WHAT THE TASK REQUIRES
Where the string "while" occurs in a line of the data below, that line should be copied.

Saved data entries
BEGIN

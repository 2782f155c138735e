//! Protocol codec for framing and reassembling APDUs
//!
//! Commands are split into fixed-size packets by [`FrameEncoder`]. Responses
//! are reassembled by [`FrameDecoder`], which re-parses the accumulated raw
//! bytes on every call and reports one of three outcomes: complete,
//! incomplete (more packets needed) or malformed.

use bytes::{BufMut, Bytes, BytesMut};
use std::fmt;
use thiserror::Error;

use super::{FrameFormat, TAG_APDU};

/// Codec errors
#[derive(Error, Debug, Clone, PartialEq, Eq)]
pub enum CodecError {
    #[error("Invalid channel: {0:#06x}")]
    InvalidChannel(u16),

    #[error("Invalid packet size: {0} bytes (min: {1})")]
    InvalidPacketSize(usize, usize),

    #[error("Command too long: {0} bytes (max: {1})")]
    CommandTooLong(usize, usize),
}

pub type CodecResult<T> = Result<T, CodecError>;

/// Header field that failed validation
#[derive(Debug, Clone, Copy, PartialEq, Eq)]
pub enum FrameField {
    Channel,
    Tag,
    Sequence,
}

impl fmt::Display for FrameField {
    fn fmt(&self, f: &mut fmt::Formatter<'_>) -> fmt::Result {
        let name = match self {
            FrameField::Channel => "channel",
            FrameField::Tag => "tag",
            FrameField::Sequence => "sequence index",
        };
        f.write_str(name)
    }
}

/// A header mismatch found while decoding a packet
#[derive(Debug, Clone, Copy, PartialEq, Eq)]
pub struct FrameViolation {
    pub field: FrameField,
    pub sequence: u16,
    pub expected: u16,
    pub actual: u16,
}

impl fmt::Display for FrameViolation {
    fn fmt(&self, f: &mut fmt::Formatter<'_>) -> fmt::Result {
        write!(
            f,
            "invalid {} in packet {}: expected {:#06x}, got {:#06x}",
            self.field, self.sequence, self.expected, self.actual
        )
    }
}

/// Result of decoding from a partially received byte stream
#[derive(Debug, Clone, PartialEq, Eq)]
pub enum DecodeOutcome<T> {
    /// Enough data was present and every header was valid
    Complete(T),
    /// More packets are needed before a decision can be made
    Incomplete,
    /// A header field did not match; the stream is desynchronized
    Malformed(FrameViolation),
}

impl<T> DecodeOutcome<T> {
    pub fn is_complete(&self) -> bool {
        matches!(self, DecodeOutcome::Complete(_))
    }

    pub fn is_incomplete(&self) -> bool {
        matches!(self, DecodeOutcome::Incomplete)
    }
}

/// One decoded packet
#[derive(Debug, Clone, PartialEq, Eq)]
pub struct DecodedPacket {
    /// Payload bytes following the header (including any zero padding)
    pub fragment: Bytes,
    /// Declared total length, only non-zero on the first packet
    pub total_length: usize,
}

/// Splits commands into fixed-size packets
#[derive(Debug, Clone, Copy)]
pub struct FrameEncoder {
    format: FrameFormat,
}

impl FrameEncoder {
    pub fn new(format: FrameFormat) -> Self {
        Self { format }
    }

    pub fn format(&self) -> &FrameFormat {
        &self.format
    }

    /// Encode a command into a buffer of whole packets
    ///
    /// An empty command produces no packets at all.
    pub fn encode(&self, command: &[u8]) -> CodecResult<Bytes> {
        let max = u16::MAX as usize;
        if command.len() > max {
            return Err(CodecError::CommandTooLong(command.len(), max));
        }

        let packet_size = self.format.packet_size();
        let mut buf = BytesMut::with_capacity(self.packet_count(command.len()) * packet_size);
        let mut offset = 0;
        let mut sequence: u16 = 0;

        while offset < command.len() {
            let start = buf.len();

            // Write header
            if self.format.mode().channel_len() > 0 {
                buf.put_u16(self.format.channel());
            }
            buf.put_u8(TAG_APDU);
            buf.put_u16(sequence);
            if sequence == 0 {
                buf.put_u16(command.len() as u16);
            }

            // Write as much payload as the packet holds
            let space = packet_size - (buf.len() - start);
            let capacity = space.min(command.len() - offset);
            buf.put_slice(&command[offset..offset + capacity]);

            // Zero-pad the last packet
            buf.put_bytes(0, packet_size - (buf.len() - start));

            offset += capacity;
            sequence = sequence.wrapping_add(1);
        }

        Ok(buf.freeze())
    }

    /// Number of packets needed for a command of `len` bytes
    pub fn packet_count(&self, len: usize) -> usize {
        if len == 0 {
            return 0;
        }

        let mode = self.format.mode();
        let first = self.format.packet_size() - mode.header_len(0);
        if len <= first {
            return 1;
        }

        let rest = self.format.packet_size() - mode.header_len(1);
        1 + (len - first).div_ceil(rest)
    }
}

/// Parses packets and reassembles messages
#[derive(Debug, Clone, Copy)]
pub struct FrameDecoder {
    format: FrameFormat,
}

impl FrameDecoder {
    pub fn new(format: FrameFormat) -> Self {
        Self { format }
    }

    pub fn format(&self) -> &FrameFormat {
        &self.format
    }

    /// Decode the packet with index `sequence` from the accumulated bytes
    pub fn decode_packet(&self, raw: &[u8], sequence: u16) -> DecodeOutcome<DecodedPacket> {
        let packet_size = self.format.packet_size();
        let mode = self.format.mode();
        let start = sequence as usize * packet_size;

        if raw.len() < start + mode.header_len(sequence) {
            return DecodeOutcome::Incomplete;
        }

        let end = raw.len().min(start + packet_size);
        let window = &raw[start..end];
        let mut pos = 0;

        if mode.channel_len() > 0 {
            let channel = u16::from_be_bytes([window[0], window[1]]);
            if channel != self.format.channel() {
                return DecodeOutcome::Malformed(FrameViolation {
                    field: FrameField::Channel,
                    sequence,
                    expected: self.format.channel(),
                    actual: channel,
                });
            }
            pos += 2;
        }

        let tag = window[pos];
        if tag != TAG_APDU {
            return DecodeOutcome::Malformed(FrameViolation {
                field: FrameField::Tag,
                sequence,
                expected: TAG_APDU as u16,
                actual: tag as u16,
            });
        }
        pos += 1;

        let decoded_sequence = u16::from_be_bytes([window[pos], window[pos + 1]]);
        if decoded_sequence != sequence {
            return DecodeOutcome::Malformed(FrameViolation {
                field: FrameField::Sequence,
                sequence,
                expected: sequence,
                actual: decoded_sequence,
            });
        }
        pos += 2;

        let mut total_length = 0;
        if sequence == 0 {
            total_length = u16::from_be_bytes([window[pos], window[pos + 1]]) as usize;
            pos += 2;
        }

        DecodeOutcome::Complete(DecodedPacket {
            fragment: Bytes::copy_from_slice(&window[pos..]),
            total_length,
        })
    }

    /// Attempt to reassemble a full message from the accumulated bytes
    ///
    /// The output is the concatenation of packet fragments truncated to the
    /// total length declared by the first packet.
    pub fn reassemble(&self, raw: &[u8]) -> DecodeOutcome<Bytes> {
        let first = match self.decode_packet(raw, 0) {
            DecodeOutcome::Complete(packet) => packet,
            DecodeOutcome::Incomplete => return DecodeOutcome::Incomplete,
            DecodeOutcome::Malformed(violation) => return DecodeOutcome::Malformed(violation),
        };

        let total = first.total_length;
        let mut output = BytesMut::with_capacity(total);
        let mut fragment = first.fragment;
        let mut sequence: u16 = 0;

        loop {
            let take = fragment.len().min(total - output.len());
            output.put_slice(&fragment[..take]);

            if output.len() == total {
                return DecodeOutcome::Complete(output.freeze());
            }

            sequence = match sequence.checked_add(1) {
                Some(next) => next,
                None => return DecodeOutcome::Incomplete,
            };

            fragment = match self.decode_packet(raw, sequence) {
                DecodeOutcome::Complete(packet) => packet.fragment,
                DecodeOutcome::Incomplete => return DecodeOutcome::Incomplete,
                DecodeOutcome::Malformed(violation) => {
                    return DecodeOutcome::Malformed(violation)
                }
            };
        }
    }
}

END

ANSWER BELOW
/// A header mismatch found while decoding a packet
        while offset < command.len() {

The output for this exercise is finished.